Mr. Spain shared some of the fundamental pieces that make the glamorous room one of its favorite spaces.
Easy update
Homemade stars and moons, $ 65
Mr. Spain provided the room mainly used parts, such as a chair of the Danesa century replicated with floral print curtains. The Brown Chesterfield couch was obtained from a habitat for humanity that was restored outside Hudson, New York, for a few hungry dollars, and the postmodern sofas that repolished in a velvet of yield came from her husband’s house of her husband. “I or Pooh-Poh trying, if I’m being,” he said.
While recovering from the flu in the winter of 2024, Mr. Spain suddenly felt inspired to get cunning and make decorations for a New Year party. “I don’t always do it, but she does it sometimes,” he laughed. The designer cut by hand and painted with spray of about 200 stars, moons and comets outside the poster board, and hung them from the wooden roof with ribbons.

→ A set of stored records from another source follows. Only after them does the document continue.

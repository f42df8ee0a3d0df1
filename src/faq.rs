//! Frequently asked questions, matched fuzzily against user queries.

use strsim::sorensen_dice;

/// Minimum similarity for a question to count as a match
pub const MATCH_CUTOFF: f64 = 0.2;
/// Most matches returned for one query
pub const MAX_MATCHES: usize = 3;
/// Longest answer preview shown in inline results
const PREVIEW_CHARS: usize = 50;

pub const FAQ: &[(&str, &str)] = &[
    (
        "как оформить заказ?",
        "Выберите товар, добавьте в корзину и нажмите «Оформить заказ».",
    ),
    (
        "какие способы оплаты доступны?",
        "Мы принимаем карты, PayPal и оплату при получении.",
    ),
    (
        "сколько времени занимает доставка?",
        "Доставка занимает от 1 до 5 дней в зависимости от региона.",
    ),
    (
        "как отследить заказ?",
        "После отправки вы получите трек-номер для отслеживания.",
    ),
    (
        "можно ли вернуть товар?",
        "Да, у вас есть 14 дней на возврат товара без объяснения причин.",
    ),
    (
        "что делать, если товар пришел с браком?",
        "Свяжитесь с поддержкой, и мы заменим товар или вернем деньги.",
    ),
    (
        "есть ли гарантия на товары?",
        "На все товары действует гарантия от 6 до 24 месяцев.",
    ),
    (
        "как связаться с поддержкой?",
        "Вы можете написать в чат-боте или позвонить по номеру +7 (900) 123-45-67.",
    ),
    (
        "какие бренды представлены в магазине?",
        "У нас есть Apple, Samsung, Xiaomi, Sony и многие другие.",
    ),
    (
        "где можно посмотреть характеристики товаров?",
        "Каждый товар имеет подробное описание на сайте и в боте.",
    ),
];

/// A question matched for a query
#[derive(Debug, Clone, PartialEq)]
pub struct FaqMatch {
    /// Position of the entry in [`FAQ`]
    pub index: usize,
    pub question: &'static str,
    pub answer: &'static str,
    pub score: f64,
}

impl FaqMatch {
    /// Question with its first letter capitalised
    pub fn title(&self) -> String {
        let mut chars = self.question.chars();
        match chars.next() {
            Some(first) => first.to_uppercase().chain(chars).collect(),
            None => String::new(),
        }
    }

    /// Answer shortened for the inline result description
    pub fn preview(&self) -> String {
        if self.answer.chars().count() > PREVIEW_CHARS {
            let head: String = self.answer.chars().take(PREVIEW_CHARS).collect();
            format!("{head}...")
        } else {
            self.answer.to_string()
        }
    }

    /// Message posted when the result is chosen
    pub fn message_text(&self) -> String {
        format!("{}\n\n{}", self.title(), self.answer)
    }
}

/// Up to [`MAX_MATCHES`] entries scoring at least [`MATCH_CUTOFF`], best first
pub fn find_matches(query: &str) -> Vec<FaqMatch> {
    let query = query.trim().to_lowercase();
    if query.is_empty() {
        return Vec::new();
    }

    let mut matches: Vec<FaqMatch> = FAQ
        .iter()
        .enumerate()
        .map(|(index, (question, answer))| FaqMatch {
            index,
            question,
            answer,
            score: sorensen_dice(&query, question),
        })
        .filter(|m| m.score >= MATCH_CUTOFF)
        .collect();

    matches.sort_by(|a, b| b.score.total_cmp(&a.score));
    matches.truncate(MAX_MATCHES);
    matches
}

/// Best matching entry, if any clears the cutoff
pub fn best_match(query: &str) -> Option<FaqMatch> {
    find_matches(query).into_iter().next()
}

“In the light of the first quarter through which we were all happening, and the dead of winter in New England did so in this strange way that means something more hopeful,” he said. With that feeling in mind, Mr. Spain decided to leave the decorations after the party ended.
Waste
French Gres vase, € 300
Mr. Spain and Mr. Bolognino love to visit the Mediterranean coast, so every time they travel to France they always stop in Marseille and Antibes to the antibhes in the landscape by the sea. While wandering through the lovely old streets, Mr. Spain ran into Rajac Antibes, a ceramic study owned and operated by a group of women. “This vase really caught my attention because it was very feminine in its curve and its line and its shape, but then it is a very black basalt that could be endemic to the region,” he said. “That was definitely more a waste, both in the cost of the vase itself and in the manual work of loading it.”
He could have added five additional pounds to his suit, but Mr. Spain considers it one of his best investments for the room. “There are not always flowers,” he said, “but I love every time I have something that speaks of what I should live in that vase.”
One of a child
Botanical brass disconte of the 1980s, € 60 (plus $ 125 to recover)

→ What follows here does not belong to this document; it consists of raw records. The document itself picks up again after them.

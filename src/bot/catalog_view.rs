//! Catalog browsing, product cards and the cart view.
//!
//! Listings are redrawn in place: category and page navigation edit the
//! message the button was pressed on, the product card is sent once and then
//! edited through `product_message_id`, and the cart is redrawn through
//! `cart_message_id`.

use anyhow::Result;
use std::num::NonZeroU32;
use teloxide::types::{InlineKeyboardMarkup, MessageId, ReplyMarkup};
use tracing::{debug, warn};

use crate::catalog::{CategoryId, Product, ProductId};
use crate::dialogue::Session;
use crate::errors::ShopError;
use crate::localization::{t_args_lang, t_lang};
use crate::pagination::paginate;
use crate::shop::{Shop, Turn};

use super::callback_handler::CallbackAction;
use super::ui_builder::{
    cart_keyboard, cart_line_label, cart_product_keyboard, categories_keyboard, product_caption,
    product_keyboard, products_keyboard,
};

/// A rendered listing ready to be sent or edited
#[derive(Debug, Clone, PartialEq)]
pub struct View {
    pub text: String,
    pub markup: Option<InlineKeyboardMarkup>,
    /// Page number after clamping
    pub page: u32,
}

impl Shop {
    /// Reply to a lookup that found nothing, so the user is not left waiting
    pub(crate) async fn report_unavailable(&self, turn: &Turn, session: &Session, error: &ShopError) {
        warn!(user_id = %turn.chat, error = %error, "Referenced catalog entry is gone");
        self.send(turn.chat, t_lang("product-unavailable", session.lang()), None)
            .await;
    }

    /// Render the catalog listing the session currently points at
    pub async fn render_catalog(&self, session: &Session) -> Result<View> {
        let lang = session.lang();
        let page_size = self.config().page_size;

        let Some(category_id) = session.view.category_id else {
            let roots = self.catalog().categories(None).await?;
            let page = paginate(&roots, session.view.page, page_size);
            return Ok(View {
                text: t_lang("catalog-title", lang),
                markup: Some(categories_keyboard(&page, None, lang)),
                page: page.number,
            });
        };

        let category = self.catalog().category(category_id).await?;
        let back = Some(match category.parent_id {
            Some(parent) => CallbackAction::Category(parent),
            None => CallbackAction::CategoriesRoot,
        });

        if category.has_subcategories {
            let children = self.catalog().categories(Some(category_id)).await?;
            let page = paginate(&children, session.view.page, page_size);
            Ok(View {
                text: t_args_lang("catalog-category", &[("title", category.title.as_str())], lang),
                markup: Some(categories_keyboard(&page, back, lang)),
                page: page.number,
            })
        } else {
            let products = self.catalog().products_in(category_id).await?;
            let page = paginate(&products, session.view.page, page_size);
            Ok(View {
                text: t_args_lang("catalog-products", &[("title", category.title.as_str())], lang),
                markup: Some(products_keyboard(&page, back, &self.config().currency, lang)),
                page: page.number,
            })
        }
    }

    /// Render the cart; an empty cart is a plain message without keyboard
    pub async fn render_cart(&self, session: &Session) -> Result<View> {
        let lang = session.lang();
        let products = self.catalog().products(&session.cart.product_ids()).await?;
        let lines: Vec<(Product, NonZeroU32)> = products
            .into_iter()
            .filter_map(|product| {
                let count = session.cart.quantity(product.id)?;
                Some((product, count))
            })
            .collect();

        if lines.is_empty() {
            return Ok(View {
                text: t_lang("cart-empty", lang),
                markup: None,
                page: 1,
            });
        }

        let page = paginate(&lines, session.view.cart_page, self.config().page_size);
        Ok(View {
            text: t_lang("cart-title", lang),
            markup: Some(cart_keyboard(&page, lang)),
            page: page.number,
        })
    }

    /// `/catalog`: restart the flow and send the root listing
    pub async fn show_catalog(&self, turn: &Turn) -> Result<()> {
        let _guard = self.lock_turn(turn.chat).await;
        let mut session = self.load_session(turn).await?;

        session.reset_flow();
        session.view.category_id = None;
        session.view.page = 1;
        session.view.product_message_id = None;

        let view = self.render_catalog(&session).await?;
        session.view.page = view.page;
        self.save_session(turn.chat, session).await?;

        self.send(turn.chat, view.text, view.markup.map(ReplyMarkup::InlineKeyboard))
            .await;
        Ok(())
    }

    /// Enter a category (`None` is the root) and redraw the listing
    pub async fn open_category(
        &self,
        turn: &Turn,
        origin: Option<MessageId>,
        category_id: Option<CategoryId>,
    ) -> Result<()> {
        let _guard = self.lock_turn(turn.chat).await;
        let mut session = self.load_session(turn).await?;

        let previous = (session.view.category_id, session.view.page);
        session.view.category_id = category_id;
        session.view.page = 1;

        let view = match self.render_catalog(&session).await {
            Ok(view) => view,
            Err(e) => match e.downcast_ref::<ShopError>() {
                Some(err) if err.is_not_found() => {
                    (session.view.category_id, session.view.page) = previous;
                    self.report_unavailable(turn, &session, err).await;
                    return Ok(());
                }
                _ => return Err(e),
            },
        };

        session.view.page = view.page;
        self.save_session(turn.chat, session).await?;
        self.show_view(turn, origin, view).await;
        Ok(())
    }

    /// Move the catalog listing by `delta` pages
    pub async fn turn_catalog_page(&self, turn: &Turn, origin: Option<MessageId>, delta: i32) -> Result<()> {
        let _guard = self.lock_turn(turn.chat).await;
        let mut session = self.load_session(turn).await?;

        session.view.page = session.view.page.saturating_add_signed(delta).max(1);
        let view = self.render_catalog(&session).await?;
        session.view.page = view.page;
        self.save_session(turn.chat, session).await?;

        self.show_view(turn, origin, view).await;
        Ok(())
    }

    /// Show a product card with the "add to cart" control
    pub async fn show_product(&self, turn: &Turn, product_id: ProductId) -> Result<()> {
        let _guard = self.lock_turn(turn.chat).await;
        let mut session = self.load_session(turn).await?;

        let product = match self.catalog().product(product_id).await {
            Ok(product) => product,
            Err(e) if e.is_not_found() => {
                self.report_unavailable(turn, &session, &e).await;
                return Ok(());
            }
            Err(e) => return Err(e.into()),
        };

        let caption = product_caption(&product, &self.config().currency, session.lang());
        let markup = product_keyboard(product.id, session.lang());
        self.show_card(turn, &mut session, caption, markup).await;
        self.save_session(turn.chat, session).await
    }

    /// `/cart`: restart the flow and send the first cart page
    pub async fn show_cart(&self, turn: &Turn) -> Result<()> {
        let _guard = self.lock_turn(turn.chat).await;
        let mut session = self.load_session(turn).await?;

        session.reset_flow();
        session.view.cart_page = 1;
        session.view.product_message_id = None;

        let view = self.render_cart(&session).await?;
        session.view.cart_page = view.page;
        let sent = self
            .send(turn.chat, view.text, view.markup.map(ReplyMarkup::InlineKeyboard))
            .await;
        if let Some(id) = sent {
            session.view.cart_message_id = Some(id.0);
        }
        self.save_session(turn.chat, session).await
    }

    /// Move the cart listing by `delta` pages
    pub async fn turn_cart_page(&self, turn: &Turn, origin: Option<MessageId>, delta: i32) -> Result<()> {
        let _guard = self.lock_turn(turn.chat).await;
        let mut session = self.load_session(turn).await?;

        session.view.cart_page = session.view.cart_page.saturating_add_signed(delta).max(1);
        let view = self.render_cart(&session).await?;
        session.view.cart_page = view.page;
        if let Some(origin) = origin {
            session.view.cart_message_id = Some(origin.0);
        }
        self.save_session(turn.chat, session).await?;

        self.show_view(turn, origin, view).await;
        Ok(())
    }

    /// Show a cart line item with buy / change quantity / delete controls
    pub async fn show_cart_product(&self, turn: &Turn, product_id: ProductId) -> Result<()> {
        let _guard = self.lock_turn(turn.chat).await;
        let mut session = self.load_session(turn).await?;

        let Some(count) = session.cart.quantity(product_id) else {
            self.send(turn.chat, t_lang("product-not-in-cart", session.lang()), None)
                .await;
            return Ok(());
        };

        let product = match self.catalog().product(product_id).await {
            Ok(product) => product,
            Err(e) if e.is_not_found() => {
                self.report_unavailable(turn, &session, &e).await;
                return Ok(());
            }
            Err(e) => return Err(e.into()),
        };

        let caption = format!(
            "{}\n\n{}",
            product_caption(&product, &self.config().currency, session.lang()),
            cart_line_label(&product.title, count, session.lang())
        );
        let markup = cart_product_keyboard(product.id, session.lang());
        self.show_card(turn, &mut session, caption, markup).await;
        self.save_session(turn.chat, session).await
    }

    /// Remove a line item and redraw the cart view
    pub async fn delete_from_cart(
        &self,
        turn: &Turn,
        origin: Option<MessageId>,
        product_id: ProductId,
    ) -> Result<()> {
        let _guard = self.lock_turn(turn.chat).await;
        let mut session = self.load_session(turn).await?;

        if session.cart.remove(product_id).is_none() {
            debug!(user_id = %turn.chat, product_id = %product_id, "Product already removed from cart");
        }

        let title = match self.catalog().product(product_id).await {
            Ok(product) => product.title,
            Err(e) if e.is_not_found() => product_id.to_string(),
            Err(e) => return Err(e.into()),
        };

        let view = self.render_cart(&session).await?;
        session.view.cart_page = view.page;
        let target = session.view.cart_message_id.map(MessageId);
        self.save_session(turn.chat, session.clone()).await?;

        self.send(
            turn.chat,
            t_args_lang("cart-removed", &[("title", title.as_str())], session.lang()),
            None,
        )
        .await;

        // The cart listing, not the product card the button was on
        let target = target.or(origin);
        self.show_view(turn, target, view).await;
        Ok(())
    }

    /// Edit `origin` with the view, or send it as a new message
    async fn show_view(&self, turn: &Turn, origin: Option<MessageId>, view: View) {
        match origin {
            Some(message) => {
                self.edit(turn.chat, message, view.text, view.markup).await;
            }
            None => {
                self.send(turn.chat, view.text, view.markup.map(ReplyMarkup::InlineKeyboard))
                    .await;
            }
        }
    }

    /// Edit the product card in place, falling back to a fresh message
    async fn show_card(
        &self,
        turn: &Turn,
        session: &mut Session,
        caption: String,
        markup: InlineKeyboardMarkup,
    ) {
        if let Some(id) = session.view.product_message_id {
            if self
                .edit(turn.chat, MessageId(id), caption.clone(), Some(markup.clone()))
                .await
            {
                return;
            }
        }

        let sent = self
            .send(turn.chat, caption, Some(ReplyMarkup::InlineKeyboard(markup)))
            .await;
        session.view.product_message_id = sent.map(|id| id.0);
    }
}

You can always have a hand suit with a beautiful load of your trips abroad. Duration A surprise trip to Paris for her husband’s 40th birthday in 2019, Mr. Spain found a beautiful brass appthy in the Saint-Oee flea market without which he could not leave. “I never feel more absurd taking an object home in my bag because it definitely resembles a child or a weapon,” said Mr. Spain.
The relic recovered from a nightclub of the 1980s has been re -chable so that it can be admired On the wall in the Berkshires house. Just even if the designer does not prevents mixing styles from different eras, he could not resist the impulse to bow to the postmodern in the pink room.